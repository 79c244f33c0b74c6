use std::collections::BTreeMap;
use std::fs;
use std::path::{Path, PathBuf};

use anyhow::Context;
use sqlx::sqlite::{SqlitePool, SqlitePoolOptions};

use crate::create_timestamp;
use crate::job::ExecutionStatus;

const DATABASE_NAME: &str = "exec-sandbox.sqlite3";
const QUEUE_DATABASE_NAME: &str = "exec-queue.sqlite3";

pub const TEST_STATUS_PENDING: &str = "pending";
pub const TEST_STATUS_COMPLETED: &str = "completed";

/// Status of a submission that has no terminal result yet
pub const STATUS_PENDING: &str = "pending";

fn data_dir() -> anyhow::Result<PathBuf> {
    use directories::ProjectDirs;

    let proj_dirs = ProjectDirs::from("", "", "exec-sandbox")
        .context("Unable to find user directory")?;
    let data_dir = proj_dirs.data_local_dir();

    fs::create_dir_all(data_dir).context("Failed to create local data dir")?;

    Ok(data_dir.to_path_buf())
}

pub fn get_db_path() -> anyhow::Result<PathBuf> {
    Ok(data_dir()?.join(DATABASE_NAME))
}

pub fn get_queue_db_path() -> anyhow::Result<PathBuf> {
    Ok(data_dir()?.join(QUEUE_DATABASE_NAME))
}

pub async fn init_db(db_path: impl AsRef<Path>) -> sqlx::Result<SqlitePool> {
    let db_url = format!("sqlite://{}?mode=rwc", db_path.as_ref().display()); // rwc = read/write/create
    let db_pool = SqlitePoolOptions::new()
        .max_connections(1)
        .min_connections(0)
        .connect(&db_url)
        .await?;

    // PRAGMA statements cannot run inside a transaction
    for pragma_sql in &[
        "PRAGMA busy_timeout = 2000;",
        "PRAGMA journal_mode = WAL;",
        "PRAGMA synchronous = NORMAL;",
    ] {
        sqlx::query(pragma_sql).execute(&db_pool).await?;
    }

    sqlx::query(
        r"
        CREATE TABLE IF NOT EXISTS submissions (
            id             TEXT     PRIMARY KEY,
            assignment_id  TEXT     NOT NULL DEFAULT '',
            project_id     TEXT     NOT NULL DEFAULT '',
            files          TEXT     NOT NULL DEFAULT '{}',
            status         TEXT     NOT NULL,
            test_status    TEXT     NOT NULL,
            exit_code      INTEGER,
            stdout         TEXT,
            stderr         TEXT,
            test_results   TEXT,
            duration       INTEGER,
            created_time   TEXT     NOT NULL,
            updated_time   TEXT     NOT NULL
        );",
    )
    .execute(&db_pool)
    .await?;

    log::info!("Initialized database at {}", db_path.as_ref().display());

    Ok(db_pool)
}

pub fn remove_db(db_path: impl AsRef<Path>) {
    // Remove WAL and SHM files (ignore errors as they might not exist)
    let wal_path = format!("{}-wal", db_path.as_ref().display());
    let shm_path = format!("{}-shm", db_path.as_ref().display());
    let _ = fs::remove_file(wal_path);
    let _ = fs::remove_file(shm_path);

    if let Err(e) = fs::remove_file(&db_path) {
        log::warn!(
            "Unable to remove database at {}: {e}",
            db_path.as_ref().display()
        );
    } else {
        log::info!("Removed database at {}", db_path.as_ref().display());
    }
}

#[derive(sqlx::FromRow, Debug, Clone)]
pub struct SubmissionRecord {
    pub id: String,
    pub assignment_id: String,
    pub project_id: String,
    pub files: String,
    pub status: String,
    pub test_status: String,
    pub exit_code: Option<i64>,
    pub stdout: Option<String>,
    pub stderr: Option<String>,
    pub test_results: Option<String>,
    pub duration: Option<i64>,
    pub created_time: String,
    pub updated_time: String,
}

impl SubmissionRecord {
    pub fn candidate_files(&self) -> serde_json::Result<BTreeMap<String, String>> {
        serde_json::from_str(&self.files)
    }

    pub fn test_results_json(&self) -> Option<serde_json::Value> {
        self.test_results
            .as_deref()
            .and_then(|raw| serde_json::from_str(raw).ok())
    }
}

/// Terminal state written by the result endpoint
#[derive(Debug, Clone)]
pub struct TerminalResult {
    pub status: ExecutionStatus,
    pub exit_code: Option<i64>,
    pub stdout: String,
    pub stderr: String,
    pub test_results: Option<serde_json::Value>,
    pub duration_ms: Option<u64>,
}

/// Inserts a new submission in the `pending` state
pub async fn create_submission(
    id: &str,
    assignment_id: &str,
    project_id: &str,
    files: &BTreeMap<String, String>,
    pool: &SqlitePool,
) -> anyhow::Result<()> {
    let now = create_timestamp();

    sqlx::query(
        r"
        INSERT INTO submissions (id, assignment_id, project_id, files, status, test_status, created_time, updated_time)
        VALUES (?, ?, ?, ?, ?, ?, ?, ?)
        ",
    )
    .bind(id)
    .bind(assignment_id)
    .bind(project_id)
    .bind(serde_json::to_string(files)?)
    .bind(STATUS_PENDING)
    .bind(TEST_STATUS_PENDING)
    .bind(&now)
    .bind(&now)
    .execute(pool)
    .await?;

    Ok(())
}

pub async fn fetch_submission(id: &str, pool: &SqlitePool) -> sqlx::Result<SubmissionRecord> {
    log::debug!("Trying to fetch submission {id} from database");

    sqlx::query_as::<_, SubmissionRecord>(
        r"
        SELECT id, assignment_id, project_id, files, status, test_status, exit_code,
               stdout, stderr, test_results, duration, created_time, updated_time
        FROM submissions
        WHERE id = ?
        ",
    )
    .bind(id)
    .fetch_one(pool)
    .await
}

/// Writes the terminal state of a submission, keyed by id
///
/// Repeated calls for the same id overwrite each other, so the last report
/// wins and no extra rows appear.
pub async fn upsert_result(
    id: &str,
    result: &TerminalResult,
    pool: &SqlitePool,
) -> anyhow::Result<()> {
    let now = create_timestamp();
    let test_results = result
        .test_results
        .as_ref()
        .map(serde_json::to_string)
        .transpose()?;

    sqlx::query(
        r"
        INSERT INTO submissions (id, status, test_status, exit_code, stdout, stderr, test_results, duration, created_time, updated_time)
        VALUES (?, ?, ?, ?, ?, ?, ?, ?, ?, ?)
        ON CONFLICT(id) DO UPDATE SET
            status       = excluded.status,
            test_status  = excluded.test_status,
            exit_code    = excluded.exit_code,
            stdout       = excluded.stdout,
            stderr       = excluded.stderr,
            test_results = excluded.test_results,
            duration     = excluded.duration,
            updated_time = excluded.updated_time
        ",
    )
    .bind(id)
    .bind(result.status.as_str())
    .bind(TEST_STATUS_COMPLETED)
    .bind(result.exit_code)
    .bind(&result.stdout)
    .bind(&result.stderr)
    .bind(test_results)
    .bind(result.duration_ms.map(|d| d as i64))
    .bind(&now)
    .bind(&now)
    .execute(pool)
    .await?;

    Ok(())
}

/// Clears the previous verdict before a submission is run again.
/// Returns false when the submission does not exist.
pub async fn reset_to_pending(id: &str, pool: &SqlitePool) -> sqlx::Result<bool> {
    let updated = sqlx::query(
        r"
        UPDATE submissions
        SET status = ?, test_status = ?, exit_code = NULL, stdout = NULL, stderr = NULL,
            test_results = NULL, duration = NULL, updated_time = ?
        WHERE id = ?
        ",
    )
    .bind(STATUS_PENDING)
    .bind(TEST_STATUS_PENDING)
    .bind(create_timestamp())
    .bind(id)
    .execute(pool)
    .await?
    .rows_affected();

    Ok(updated > 0)
}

--- Task objective ---
Each line above that includes "info" should be shown.

--- Solution ---
    log::info!("Initialized database at {}", db_path.as_ref().display());
        log::info!("Removed database at {}", db_path.as_ref().display());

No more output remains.